L’assenza di reali protagonisti in un romanzo noto per la sua coralità viene reinterpretata nella serie amplificando il ruolo di alcuni personaggi ed aggiungendone altri, inventati di sana pianta, cosa abbastanza prevedibile ed entro un certo limite anche accettabile, quello che lascia di stucco è invece l’aver infarcito la storia di inutili sottotrame a sfondo sentimentale in stile ‘soap opera’, scelta del tutto fuori luogo. I protagonisti della storia originale erano in gran parte uomini, la maggior parte di essi diventa nella serie di sesso femminile e la scelta delle protagoniste va, nel più chiaro tentativo di adulare l’opinione pubblica (in ossequio alla supposta ‘modernizzazione’ alla quale facevo riferimento qualche riga sopra), verso due ragazze afroamericane.

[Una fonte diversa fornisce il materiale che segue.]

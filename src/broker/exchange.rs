//! Routing from exchanges to queues.

use std::collections::{BTreeMap, BTreeSet, HashMap};
use std::fmt;
use std::str::FromStr;
use std::sync::Arc;

use parking_lot::RwLock;
use serde::{Deserialize, Serialize};

use crate::utils::BrokerError;

pub const DEFAULT_EXCHANGE: &str = "";

/// Direct exchange that receives dead-lettered messages.
pub const DEAD_LETTER_EXCHANGE: &str = "amq.dlx";

/// Queue bound to [`DEAD_LETTER_EXCHANGE`] under its own name.
pub const DEAD_LETTER_QUEUE: &str = "amq.dlq";

#[derive(Debug, Clone, Copy, PartialEq, Eq, Serialize, Deserialize)]
#[serde(rename_all = "lowercase")]
pub enum ExchangeType {
    /// Routes on exact routing key match.
    Direct,
    /// Routes to every bound queue.
    Fanout,
}

impl FromStr for ExchangeType {
    type Err = BrokerError;

    fn from_str(s: &str) -> Result<Self, Self::Err> {
        match s {
            "direct" => Ok(ExchangeType::Direct),
            "fanout" => Ok(ExchangeType::Fanout),
            other => Err(BrokerError::validation(format!("unknown exchange type {other}"))),
        }
    }
}

impl fmt::Display for ExchangeType {
    fn fmt(&self, f: &mut fmt::Formatter<'_>) -> fmt::Result {
        match self {
            ExchangeType::Direct => f.write_str("direct"),
            ExchangeType::Fanout => f.write_str("fanout"),
        }
    }
}

#[derive(Debug)]
pub struct Exchange {
    name: String,
    kind: ExchangeType,
    durable: bool,
    /// routing key -> bound queues
    bindings: RwLock<BTreeMap<String, BTreeSet<String>>>,
}

impl Exchange {
    pub fn new(name: &str, kind: ExchangeType, durable: bool) -> Self {
        Self {
            name: name.to_string(),
            kind,
            durable,
            bindings: RwLock::new(BTreeMap::new()),
        }
    }

    pub fn name(&self) -> &str {
        &self.name
    }

    pub fn kind(&self) -> ExchangeType {
        self.kind
    }

    pub fn is_durable(&self) -> bool {
        self.durable
    }

    pub fn bind(&self, queue: &str, routing_key: &str) -> bool {
        self.bindings
            .write()
            .entry(routing_key.to_string())
            .or_default()
            .insert(queue.to_string())
    }

    pub fn unbind(&self, queue: &str, routing_key: &str) -> bool {
        let mut bindings = self.bindings.write();
        let Some(queues) = bindings.get_mut(routing_key) else {
            return false;
        };
        let removed = queues.remove(queue);
        if queues.is_empty() {
            bindings.remove(routing_key);
        }
        removed
    }

    /// Drops every binding of `queue`.
    pub fn unbind_queue(&self, queue: &str) {
        let mut bindings = self.bindings.write();
        bindings.retain(|_, queues| {
            queues.remove(queue);
            !queues.is_empty()
        });
    }

    /// Queues a message with `routing_key` goes to, each once.
    pub fn route(&self, routing_key: &str) -> BTreeSet<String> {
        let bindings = self.bindings.read();
        match self.kind {
            ExchangeType::Direct => bindings.get(routing_key).cloned().unwrap_or_default(),
            ExchangeType::Fanout => bindings.values().flatten().cloned().collect(),
        }
    }

    pub fn is_unused(&self) -> bool {
        self.bindings.read().is_empty()
    }
}

/// Exchanges declared by the broker itself. They cannot be deleted and are
/// never written to storage.
pub fn is_builtin(name: &str) -> bool {
    name == DEFAULT_EXCHANGE || name.starts_with("amq.")
}

pub struct ExchangeRegistry {
    exchanges: RwLock<HashMap<String, Arc<Exchange>>>,
}

impl ExchangeRegistry {
    /// Registry with the default exchange and the `amq.direct`,
    /// `amq.fanout` and `amq.dlx` built-ins.
    pub fn new() -> Self {
        let builtins = [
            (DEFAULT_EXCHANGE, ExchangeType::Direct),
            ("amq.direct", ExchangeType::Direct),
            ("amq.fanout", ExchangeType::Fanout),
            (DEAD_LETTER_EXCHANGE, ExchangeType::Direct),
        ];
        let exchanges = builtins
            .into_iter()
            .map(|(name, kind)| (name.to_string(), Arc::new(Exchange::new(name, kind, true))))
            .collect();
        Self {
            exchanges: RwLock::new(exchanges),
        }
    }

    /// Returns the existing exchange when name and type match.
    pub fn declare(&self, name: &str, kind: ExchangeType, durable: bool) -> Result<Arc<Exchange>, BrokerError> {
        let mut exchanges = self.exchanges.write();
        if let Some(existing) = exchanges.get(name) {
            if existing.kind() != kind {
                return Err(BrokerError::validation(format!(
                    "exchange {name} already exists with type {}",
                    existing.kind()
                )));
            }
            return Ok(existing.clone());
        }

        let exchange = Arc::new(Exchange::new(name, kind, durable));
        exchanges.insert(name.to_string(), exchange.clone());
        Ok(exchange)
    }

    pub fn delete(&self, name: &str, if_unused: bool) -> Result<(), BrokerError> {
        if is_builtin(name) {
            return Err(BrokerError::validation(format!("cannot delete built-in exchange {name:?}")));
        }

        let mut exchanges = self.exchanges.write();
        let exchange = exchanges
            .get(name)
            .ok_or_else(|| BrokerError::UnknownExchange(name.to_string()))?;
        if if_unused && !exchange.is_unused() {
            return Err(BrokerError::validation(format!("exchange {name} still has bindings")));
        }
        exchanges.remove(name);
        Ok(())
    }

    pub fn get(&self, name: &str) -> Option<Arc<Exchange>> {
        self.exchanges.read().get(name).cloned()
    }

    pub fn lookup(&self, name: &str) -> Result<Arc<Exchange>, BrokerError> {
        self.get(name)
            .ok_or_else(|| BrokerError::UnknownExchange(name.to_string()))
    }

    /// Removes `queue` from every exchange.
    pub fn unbind_queue(&self, queue: &str) {
        for exchange in self.exchanges.read().values() {
            exchange.unbind_queue(queue);
        }
    }
}

impl Default for ExchangeRegistry {
    fn default() -> Self {
        Self::new()
    }
}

Quello che più infastidisce però è il continuo ammiccamento alla ‘cancel culture’ ed ai ragazzini di oggi, che va a snaturare l’idea stessa dello scritto di Asimov (insostenibile in questo senso la scena della ragazzina afroamericana che si confronta con i vecchi soloni bianchi -boomers verrebbe da dire in gergo corrente- per una scelta matematica, cosa che viene trasformata in un riferimento all’integrazione culturale, in un completo quanto inutile sconvolgimento del testo originale). Non c’era onestamente bisogno di stuprare gli scritti di Asimov dimenticando i suoi riferimenti all’importanza di cultura e scienza per il futuro della civiltà umana con scelte che sfiorano il ridicolo quali, ad esempio, il robot Eto Demerzel e le sue ridicole movenze stereotipate o l’invenzione del triplice imperatore pazzo e frustrato, figlio di un esperimento genetico.
L’impressione che si ha spesso è che chi ha scritto il soggetto non abbia letto Asimov o, se anche lo avesse letto, non ci abbia capito nulla.